§ **Task instructions**
Among the entries below, find the lines with the word "found" and return them.

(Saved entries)
use thiserror::Error;

/// Errors surfaced by the container, payload and manifest parsers.
///
/// Structural errors at the container level are fatal to the whole parse;
/// per-entry manifest problems are recovered locally (logged and skipped)
/// and never reach the caller as an `Err`.
#[derive(Debug, Error)]
pub enum Img4Error {
    /// A tag or length header ran past the end of the buffer, or a length
    /// field was internally inconsistent with the bytes that remain.
    #[error("malformed tag/length header at offset {offset:#x}")]
    MalformedHeader { offset: usize },

    /// A position required one tag class/number and found another.
    #[error("unexpected tag at offset {offset:#x}: expected {expected}, found {found}")]
    UnexpectedTag {
        expected: &'static str,
        found: String,
        offset: usize,
    },

    /// A sequence's identifying string did not match the expected literal.
    #[error("sequence name mismatch: expected {expected:?}, found {found:?}")]
    NameMismatch {
        expected: &'static str,
        found: String,
    },

    /// The root of the buffer did not classify as IMG4/IM4P/IM4M/IM4R.
    #[error("buffer does not hold an IMG4, IM4P, IM4M or IM4R structure")]
    UnsupportedShape,

    /// A manifest partition or entry had fewer children than its fixed
    /// schema requires.
    #[error("truncated {context} at offset {offset:#x}")]
    TruncatedManifestEntry {
        context: &'static str,
        offset: usize,
    },
}

pub type Result<T> = std::result::Result<T, Img4Error>;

§ **Answer below**
    /// A position required one tag class/number and found another.
    #[error("unexpected tag at offset {offset:#x}: expected {expected}, found {found}")]
        found: String,
    #[error("sequence name mismatch: expected {expected:?}, found {found:?}")]
        found: String,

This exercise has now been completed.